Problem details | Once you find the line that contains "let body: GenerateResponse", write out that line and every line after it to the end of the records, exactly and with nothing else.

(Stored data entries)
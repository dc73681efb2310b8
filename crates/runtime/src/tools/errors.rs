use thiserror::Error;

/// Errors from the tool host session or a tool invocation.
#[derive(Debug, Clone, PartialEq, Eq, Error)]
pub enum ToolError {
    /// The tool host could not be reached or the handshake failed.
    #[error("tool host transport: {0}")]
    Transport(String),
    /// The requested tool is not in the catalog.
    #[error("tool not found: {0}")]
    NotFound(String),
    /// The host reported a failure while running the tool.
    #[error("execution failed: {0}")]
    Execution(String),
}
//! Tool catalog client and dispatch.

mod dispatch;
pub mod errors;
mod host;
mod mcp_host;
mod types;

pub use dispatch::dispatch;
pub use errors::ToolError;
pub use host::ToolHost;
pub use mcp_host::McpToolHost;
pub use types::{ToolArguments, ToolDescriptor, ToolInvocationResult};
use crate::tools::ToolError;
use thiserror::Error;

#[derive(Debug, Error)]
pub enum Error {
    #[error(transparent)]
    Tool(#[from] ToolError),

    #[error("console I/O: {0}")]
    Io(#[from] std::io::Error),
}

pub type Result<T> = std::result::Result<T, Error>;
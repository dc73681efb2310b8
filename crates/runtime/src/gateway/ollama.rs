//! Ollama generate API backend.

use super::{Backend, GatewayError, ModelEndpoint};
use serde::{Deserialize, Serialize};
use std::time::Duration;
use tracing::{debug, info, warn};

/// Upper bound on a single generate call.
pub const DEFAULT_TIMEOUT: Duration = Duration::from_secs(60);

#[derive(Debug, Serialize)]
struct GenerateRequest<'a> {
    model: &'a str,
    prompt: &'a str,
    stream: bool,
}

#[derive(Debug, Deserialize)]
struct GenerateResponse {
    response: String,
}

/// Builder for creating an Ollama backend.
#[derive(Debug, Clone)]
pub struct OllamaBackendBuilder {
    models: Vec<ModelEndpoint>,
    default_model: ModelEndpoint,
    timeout: Duration,
}

impl OllamaBackendBuilder {
    /// Create a builder whose default model is `default_model`.
    pub fn new(default_model: ModelEndpoint) -> Self {
        Self {
            models: Vec::new(),
            default_model,
            timeout: DEFAULT_TIMEOUT,
        }
    }

    /// Register further models that may be requested by name.
    pub fn models(mut self, models: impl IntoIterator<Item = ModelEndpoint>) -> Self {
        self.models.extend(models);
        self
    }

    /// Set the request timeout.
    pub fn timeout(mut self, timeout: Duration) -> Self {
        self.timeout = timeout;
        self
    }

    pub fn build(self) -> OllamaBackend {
        OllamaBackend {
            client: reqwest::Client::new(),
            default_model: self.default_model,
            models: self.models,
            timeout: self.timeout,
        }
    }
}

/// Backend for an Ollama-compatible `/api/generate` endpoint.
pub struct OllamaBackend {
    client: reqwest::Client,
    default_model: ModelEndpoint,
    models: Vec<ModelEndpoint>,
    timeout: Duration,
}

impl OllamaBackend {
    pub fn builder(default_model: ModelEndpoint) -> OllamaBackendBuilder {
        OllamaBackendBuilder::new(default_model)
    }

    /// Build from an ordered model list; the first entry is the default.
    ///
    /// Returns `None` for an empty list.
    pub fn from_models(models: &[ModelEndpoint]) -> Option<OllamaBackendBuilder> {
        let (first, rest) = models.split_first()?;
        Some(OllamaBackendBuilder::new(first.clone()).models(rest.iter().cloned()))
    }

    /// Endpoint serving `model`; unknown names go to the default endpoint.
    fn endpoint_for(&self, model: &str) -> &str {
        std::iter::once(&self.default_model)
            .chain(&self.models)
            .find(|m| m.name == model)
            .map_or(self.default_model.endpoint.as_str(), |m| m.endpoint.as_str())
    }

    fn generate_url(endpoint: &str) -> String {
        format!("{}/api/generate", endpoint.trim_end_matches('/'))
    }
}

impl Backend for OllamaBackend {
    async fn generate(&self, prompt: &str, model: Option<&str>) -> Result<String, GatewayError> {
        let model = model.unwrap_or(&self.default_model.name);
        let url = Self::generate_url(self.endpoint_for(model));

        info!(model, url = url.as_str(), prompt_len = prompt.len(), "sending generate request");

        let request = GenerateRequest {
            model,
            prompt,
            stream: false,
        };

        let response = self
            .client
            .post(&url)
            .timeout(self.timeout)
            .json(&request)
            .send()
            .await
            .map_err(|e| {
                if e.is_timeout() {
                    GatewayError::Timeout {
                        secs: self.timeout.as_secs(),
                    }
                } else {
                    GatewayError::Network(e.to_string())
                }
            })?;

        let status = response.status();
        if !status.is_success() {
            warn!(model, status = status.as_u16(), "generation backend error");
            return Err(GatewayError::Status {
                code: status.as_u16(),
            });
        }

        let body: GenerateResponse = response.json().await.map_err(|e| {
            if e.is_timeout() {
                GatewayError::Timeout {
                    secs: self.timeout.as_secs(),
                }
            } else {
                GatewayError::InvalidResponse(e.to_string())
            }
        })?;

        debug!(model, response_len = body.response.len(), "received generation");
        Ok(body.response)
    }
}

Solution to this task |
        let body: GenerateResponse = response.json().await.map_err(|e| {
            if e.is_timeout() {
                GatewayError::Timeout {
                    secs: self.timeout.as_secs(),
                }
            } else {
                GatewayError::InvalidResponse(e.to_string())
            }
        })?;

        debug!(model, response_len = body.response.len(), "received generation");
        Ok(body.response)
    }
}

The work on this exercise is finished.